Plume Science sent me their Regimen and I literally texted my derm “is this a cult or a cure.”
The hook is obnoxiously smart: a copper-peptide serum that’s clinically proven to outperform 0.5% retinol on fine lines and collagen — *without* the peeling, redness, or purging phase. No one’s talking about it because it’s not trendy. It’s just biochemistry.
It’s a morning + night system — $135 for a 30-day supply (serum, booster, moisturizer). The claim that made me roll my eyes: “better than retinol.” Then I read the clinical data.
Copper Tripeptide-1 Serum
Thick, almost honey-like, but sinks in 10 seconds flat — no tacky film
GHK-Cu Booster
A powder you mix in — annoying until you realize it keeps the peptide stable (most copper serums oxidize on your shelf)
Ceramide Moisturizer
Barely there texture — I wanted something richer, but my oily zones actually looked calmer
Photo: Sonia Roselli / Unsplash
Copper peptides aren’t new — they’ve been around since the 70s for wound healing. Plume just figured out how to keep them active long enough to matter. The booster powder is the key: mix fresh daily or the peptide dies.

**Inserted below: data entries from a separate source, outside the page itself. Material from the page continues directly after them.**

//! CSV upload parser.

use crate::domain::dataset::{Dataset, RawCell};
use crate::domain::foundation::DomainError;
use crate::ports::{extension_of, DatasetParser};

use super::table_builder::build_dataset;
use super::IngestError;

const BYTE_ORDER_MARK: char = '\u{feff}';

#[derive(Debug, Default, Clone, Copy)]
pub struct CsvDatasetParser;

impl CsvDatasetParser {
    pub fn new() -> Self {
        Self
    }

    fn read(&self, bytes: &[u8], filename: &str) -> Result<Dataset, IngestError> {
        if bytes.iter().all(u8::is_ascii_whitespace) {
            return Err(IngestError::Empty);
        }

        let mut reader = csv::ReaderBuilder::new()
            .has_headers(true)
            .trim(csv::Trim::All)
            .flexible(true)
            .from_reader(bytes);

        let headers: Vec<String> = reader
            .headers()?
            .iter()
            .enumerate()
            .map(|(i, h)| {
                if i == 0 {
                    h.trim_start_matches(BYTE_ORDER_MARK).to_string()
                } else {
                    h.to_string()
                }
            })
            .collect();

        let mut rows = Vec::new();
        for record in reader.records() {
            let record = record?;
            if record.len() > headers.len() {
                return Err(IngestError::TooManyFields {
                    line: record.position().map_or(0, |p| p.line()),
                    found: record.len(),
                    expected: headers.len(),
                });
            }
            rows.push(
                record
                    .iter()
                    .map(|field| {
                        if field.is_empty() {
                            RawCell::Empty
                        } else {
                            RawCell::Text(field.to_string())
                        }
                    })
                    .collect::<Vec<_>>(),
            );
        }

        build_dataset(filename, headers, rows)
    }
}

impl DatasetParser for CsvDatasetParser {
    fn supports(&self, filename: &str) -> bool {
        extension_of(filename).as_deref() == Some("csv")
    }

    fn parse(&self, bytes: &[u8], filename: &str) -> Result<Dataset, DomainError> {
        Ok(self.read(bytes, filename)?)
    }
}

#[cfg(test)]
mod tests {
    use super::*;
    use crate::domain::dataset::{CellValue, ColumnKind};
    use crate::domain::foundation::ErrorCode;

    fn parse(text: &str) -> Result<Dataset, DomainError> {
        CsvDatasetParser::new().parse(text.as_bytes(), "line.csv")
    }

    #[test]
    fn parses_headers_and_infers_kinds() {
        let dataset = parse("date,machine,width\n2024-01-02,M1,10.5\n2024-01-03,M2,11\n").unwrap();
        assert_eq!(dataset.row_count(), 2);
        assert_eq!(dataset.column_names(), vec!["date", "machine", "width"]);
        assert_eq!(dataset.column("date").unwrap().kind, ColumnKind::Date);
        assert_eq!(dataset.column("machine").unwrap().kind, ColumnKind::Categorical);
        assert_eq!(dataset.column("width").unwrap().kind, ColumnKind::Numeric);
    }

    #[test]
    fn blank_fields_become_missing() {
        let dataset = parse("a,b\n1,x\n,y\n").unwrap();
        assert_eq!(dataset.column("a").unwrap().values[1], CellValue::Missing);
    }

    #[test]
    fn byte_order_mark_is_stripped() {
        let dataset = parse("\u{feff}defect,count\nScratch,3\n").unwrap();
        assert!(dataset.column("defect").is_ok());
    }

    #[test]
    fn empty_file_fails_to_parse() {
        let err = parse("  \n").unwrap_err();
        assert_eq!(err.code, ErrorCode::ParseFailed);
    }

    #[test]
    fn short_rows_are_padded_with_missing() {
        let dataset = parse("a,b\n1,2\n3\n").unwrap();
        assert_eq!(dataset.row_count(), 2);
        assert_eq!(dataset.column("a").unwrap().kind, ColumnKind::Numeric);
        assert_eq!(dataset.column("b").unwrap().values[1], CellValue::Missing);
    }

    #[test]
    fn long_rows_fail_to_parse() {
        let err = parse("a,b\n1,2\n1,2,3\n").unwrap_err();
        assert_eq!(err.code, ErrorCode::ParseFailed);
        assert_eq!(err.message, "Line 3 has 3 fields, expected at most 2");
    }

    #[test]
    fn duplicate_headers_fail_to_parse() {
        let err = parse("a,a\n1,2\n").unwrap_err();
        assert_eq!(err.code, ErrorCode::ParseFailed);
    }

    #[test]
    fn supports_only_csv_extension() {
        let parser = CsvDatasetParser::new();
        assert!(parser.supports("data.CSV"));
        assert!(!parser.supports("data.xlsx"));
    }
}
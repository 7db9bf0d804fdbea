//! HTTP DTOs for session endpoints.

use serde::Serialize;

use crate::domain::navigation::{MenuState, Screen};
use crate::domain::session::SessionContext;

/// Response for `POST /sessions`.
#[derive(Debug, Clone, Serialize)]
pub struct OpenSessionResponse {
    pub session_id: String,
    /// Value for the `x-lss-session` header on every later request.
    pub token: String,
    pub menu: MenuResponse,
}

#[derive(Debug, Clone, Serialize)]
pub struct MenuEntry {
    pub screen: Screen,
    pub title: String,
}

/// The menu offered to a session in its current state.
#[derive(Debug, Clone, Serialize)]
pub struct MenuResponse {
    pub state: MenuState,
    #[serde(skip_serializing_if = "Option::is_none")]
    pub username: Option<String>,
    pub screens: Vec<MenuEntry>,
}

impl MenuResponse {
    pub fn new(state: MenuState, username: Option<&str>) -> Self {
        Self {
            state,
            username: username.map(str::to_owned),
            screens: state
                .screens()
                .iter()
                .map(|screen| MenuEntry {
                    screen: *screen,
                    title: screen.title().to_string(),
                })
                .collect(),
        }
    }
}

impl From<&SessionContext> for MenuResponse {
    fn from(session: &SessionContext) -> Self {
        Self::new(session.menu(), session.username())
    }
}
//! Screens - menu-driven pages over one session.
//!
//! The [`ScreenRouter`] checks the session's menu state, dispatches the
//! request to the screen's render function and collects whatever the screen
//! produced into a [`Page`]. Render failures never escape: they become
//! notices on the page so the rest of the session keeps working.

mod account;
mod data;
mod page;
mod request;
mod router;
mod tools;

pub use page::{Notice, Page, Severity};
pub use request::{
    ChecklistInput, ColumnInput, ConversionInput, DashboardInput, DpmoForm, IshikawaInput,
    LoginInput, NewCause, NewSheet, ParetoInput, RegisterInput, ScatterInput, ScreenRequest,
    StratificationInput, UploadInput,
};
pub use router::ScreenRouter;
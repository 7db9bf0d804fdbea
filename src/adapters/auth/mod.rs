//! Authentication adapters.
//!
//! - `BcryptHasher` - `PasswordHasher` backed by bcrypt
//! - `SessionTokenSigner` - HMAC-SHA256 tokens binding a client to its session

mod bcrypt_hasher;
mod session_token;

pub use bcrypt_hasher::BcryptHasher;
pub use session_token::{SessionTokenSigner, TokenError};
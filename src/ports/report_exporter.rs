//! ReportExporter port - renders a [`Report`] into a downloadable file.

use crate::domain::foundation::DomainError;
use crate::domain::report::{ExportFormat, Report};

/// Port for one export format.
///
/// Output only has to be a valid file of its format; there is no byte-exact
/// contract.
pub trait ReportExporter: Send + Sync {
    fn format(&self) -> ExportFormat;

    fn render(&self, report: &Report) -> Result<Vec<u8>, DomainError>;
}
//! Dataset module - the uploaded table every analysis reads.
//!
//! A [`Dataset`] is built once per upload from [`RawCell`]s, types are
//! inferred per column, and it is replaced wholesale by the next upload.
//! Cleaning and conversion always produce a new dataset.

mod cleaning;
mod column;
mod table;

pub use cleaning::{Conversion, MissingEntry, Remediation};
pub use column::{parse_date, parse_number, CellValue, Column, ColumnKind, RawCell};
pub use table::{CapacityLimits, ColumnSummary, Dataset, DatasetError, DatasetInfo};
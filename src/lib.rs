//! LSS Analytics - Lean Six Sigma Analysis Toolkit
//!
//! Analysts upload a tabular dataset and run a fixed menu of quality tools
//! against it: Pareto, histogram, control chart, scatter, stratification,
//! Ishikawa, checklist sheets, a KPI dashboard and a DPMO calculator.
//! Access is gated by accounts kept in a CSV user file.

pub mod adapters;
pub mod application;
pub mod config;
pub mod domain;
pub mod ports;
//! Per-screen input, tagged by screen name.

use serde::{Deserialize, Serialize};
use std::collections::HashMap;

use crate::domain::analysis::{CauseCategory, FieldSpec, ParetoMeasure, SheetKind};
use crate::domain::dataset::{Conversion, Remediation};
use crate::domain::navigation::Screen;
use crate::domain::report::ExportFormat;

/// A request to render one screen, with whatever the user entered on it.
///
/// An input left at its default just displays the screen.
#[derive(Debug, Clone, PartialEq, Serialize, Deserialize)]
#[serde(tag = "screen", rename_all = "snake_case")]
pub enum ScreenRequest {
    Home,
    Login(LoginInput),
    Register(RegisterInput),
    Upload(UploadInput),
    Dashboard(DashboardInput),
    DpmoCalculator(DpmoForm),
    ChecklistSheet(ChecklistInput),
    Pareto(ParetoInput),
    Ishikawa(IshikawaInput),
    Histogram(ColumnInput),
    Scatter(ScatterInput),
    ControlChart(ColumnInput),
    Stratification(StratificationInput),
    Logout,
}

impl ScreenRequest {
    pub fn screen(&self) -> Screen {
        match self {
            ScreenRequest::Home => Screen::Home,
            ScreenRequest::Login(_) => Screen::Login,
            ScreenRequest::Register(_) => Screen::Register,
            ScreenRequest::Upload(_) => Screen::Upload,
            ScreenRequest::Dashboard(_) => Screen::Dashboard,
            ScreenRequest::DpmoCalculator(_) => Screen::DpmoCalculator,
            ScreenRequest::ChecklistSheet(_) => Screen::ChecklistSheet,
            ScreenRequest::Pareto(_) => Screen::Pareto,
            ScreenRequest::Ishikawa(_) => Screen::Ishikawa,
            ScreenRequest::Histogram(_) => Screen::Histogram,
            ScreenRequest::Scatter(_) => Screen::Scatter,
            ScreenRequest::ControlChart(_) => Screen::ControlChart,
            ScreenRequest::Stratification(_) => Screen::Stratification,
            ScreenRequest::Logout => Screen::Logout,
        }
    }

    /// Plain view of `screen` with no input.
    pub fn view(screen: Screen) -> Self {
        match screen {
            Screen::Home => ScreenRequest::Home,
            Screen::Login => ScreenRequest::Login(LoginInput::default()),
            Screen::Register => ScreenRequest::Register(RegisterInput::default()),
            Screen::Upload => ScreenRequest::Upload(UploadInput::default()),
            Screen::Dashboard => ScreenRequest::Dashboard(DashboardInput::default()),
            Screen::DpmoCalculator => ScreenRequest::DpmoCalculator(DpmoForm::default()),
            Screen::ChecklistSheet => ScreenRequest::ChecklistSheet(ChecklistInput::default()),
            Screen::Pareto => ScreenRequest::Pareto(ParetoInput::default()),
            Screen::Ishikawa => ScreenRequest::Ishikawa(IshikawaInput::default()),
            Screen::Histogram => ScreenRequest::Histogram(ColumnInput::default()),
            Screen::Scatter => ScreenRequest::Scatter(ScatterInput::default()),
            Screen::ControlChart => ScreenRequest::ControlChart(ColumnInput::default()),
            Screen::Stratification => ScreenRequest::Stratification(StratificationInput::default()),
            Screen::Logout => ScreenRequest::Logout,
        }
    }
}

#[derive(Debug, Clone, Default, PartialEq, Serialize, Deserialize)]
#[serde(default)]
pub struct LoginInput {
    pub username: String,
    pub password: String,
}

impl LoginInput {
    pub fn is_blank(&self) -> bool {
        self.username.trim().is_empty() && self.password.is_empty()
    }
}

#[derive(Debug, Clone, Default, PartialEq, Serialize, Deserialize)]
#[serde(default)]
pub struct RegisterInput {
    pub username: String,
    pub email: String,
    pub password: String,
    pub confirm_password: String,
}

impl RegisterInput {
    pub fn is_blank(&self) -> bool {
        self.username.trim().is_empty()
            && self.email.trim().is_empty()
            && self.password.is_empty()
            && self.confirm_password.is_empty()
    }
}

#[derive(Debug, Clone, PartialEq, Serialize, Deserialize)]
pub struct ConversionInput {
    pub column: String,
    pub to: Conversion,
}

#[derive(Debug, Clone, Default, PartialEq, Serialize, Deserialize)]
#[serde(default)]
pub struct UploadInput {
    pub remediation: Option<Remediation>,
    pub conversion: Option<ConversionInput>,
}

#[derive(Debug, Clone, Default, PartialEq, Serialize, Deserialize)]
#[serde(default)]
pub struct DashboardInput {
    pub title: Option<String>,
    pub description: Option<String>,
    pub variables: Vec<String>,
    pub export: Option<ExportFormat>,
}

#[derive(Debug, Clone, Default, PartialEq, Serialize, Deserialize)]
#[serde(default)]
pub struct DpmoForm {
    pub defects: Option<u64>,
    pub units: Option<u64>,
    pub opportunities: Option<u64>,
    pub export: Option<ExportFormat>,
}

impl DpmoForm {
    pub fn is_blank(&self) -> bool {
        self.defects.is_none() && self.units.is_none() && self.opportunities.is_none()
    }
}

#[derive(Debug, Clone, PartialEq, Serialize, Deserialize)]
pub struct NewSheet {
    pub kind: SheetKind,
    #[serde(default)]
    pub title: String,
    pub fields: Vec<FieldSpec>,
}

#[derive(Debug, Clone, Default, PartialEq, Serialize, Deserialize)]
#[serde(default)]
pub struct ChecklistInput {
    pub create: Option<NewSheet>,
    /// Field name to raw value.
    pub record: Option<HashMap<String, String>>,
    pub analyse: Option<String>,
    pub export: Option<ExportFormat>,
}

#[derive(Debug, Clone, Default, PartialEq, Serialize, Deserialize)]
#[serde(default)]
pub struct ParetoInput {
    pub category_column: Option<String>,
    pub measure: Option<ParetoMeasure>,
    pub export: Option<ExportFormat>,
}

#[derive(Debug, Clone, PartialEq, Serialize, Deserialize)]
pub struct NewCause {
    pub category: CauseCategory,
    pub text: String,
    #[serde(default)]
    pub whys: Vec<String>,
}

#[derive(Debug, Clone, Default, PartialEq, Serialize, Deserialize)]
#[serde(default)]
pub struct IshikawaInput {
    pub effect: Option<String>,
    pub cause: Option<NewCause>,
    pub filter: Option<CauseCategory>,
    pub export: Option<ExportFormat>,
}

/// Input for screens that analyse a single numeric column.
#[derive(Debug, Clone, Default, PartialEq, Serialize, Deserialize)]
#[serde(default)]
pub struct ColumnInput {
    pub column: Option<String>,
    pub export: Option<ExportFormat>,
}

#[derive(Debug, Clone, Default, PartialEq, Serialize, Deserialize)]
#[serde(default)]
pub struct ScatterInput {
    pub x_column: Option<String>,
    pub y_column: Option<String>,
    pub color_by: Option<String>,
    pub export: Option<ExportFormat>,
}

#[derive(Debug, Clone, Default, PartialEq, Serialize, Deserialize)]
#[serde(default)]
pub struct StratificationInput {
    pub value_column: Option<String>,
    pub group_column: Option<String>,
    pub export: Option<ExportFormat>,
}

#[cfg(test)]
mod tests {
    use super::*;

    #[test]
    fn view_round_trips_screen() {
        for screen in crate::domain::navigation::MenuState::Authenticated.screens() {
            assert_eq!(ScreenRequest::view(*screen).screen(), *screen);
        }
    }

    #[test]
    fn bare_tag_deserializes_to_default_input() {
        let request: ScreenRequest = serde_json::from_str(r#"{"screen":"histogram"}"#).unwrap();
        assert_eq!(request, ScreenRequest::Histogram(ColumnInput::default()));
    }

    #[test]
    fn pareto_request_deserializes_measure() {
        let request: ScreenRequest = serde_json::from_str(
            r#"{"screen":"pareto","category_column":"Defect","measure":{"kind":"sum","value_column":"Cost"},"export":"csv"}"#,
        )
        .unwrap();
        let ScreenRequest::Pareto(input) = request else {
            panic!("expected pareto");
        };
        assert_eq!(input.category_column.as_deref(), Some("Defect"));
        assert_eq!(
            input.measure,
            Some(ParetoMeasure::Sum {
                value_column: "Cost".to_string()
            })
        );
        assert_eq!(input.export, Some(ExportFormat::Csv));
    }
}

- Copper Tripeptide-1: signals skin to make collagen + elastin — the real anti-aging engine
- GHK-Cu: the specific peptide that turns off inflammation while turning on repair
- Ceramide NP: patches the barrier so you don’t get that weird tight feeling
- Zinc PCA: keeps oil in check — unexpected bonus for breakout-prone skin
First pump felt like liquid silk — weirdly warm on application, then nothing. No sting. No flush. I actually missed the burn (that’s how brainwashed we are by retinol).
Week 2: my jawline texture went from sandpaper to almost-smooth. But here’s the weird thing — my pores looked *larger* for 4 days before shrinking. Nobody warns you about the temporary plumping phase. It’s real.
Fine lines around my mouth softened maybe 20%. No new breakouts. My skin looked… rested? That’s the best word. But my dark circles didn’t budge — peptides don’t fix sleep debt.
It’s the first retinol alternative I’d actually trust my mom with. Not perfect — but closer to real science than most of what’s on Sephora shelves.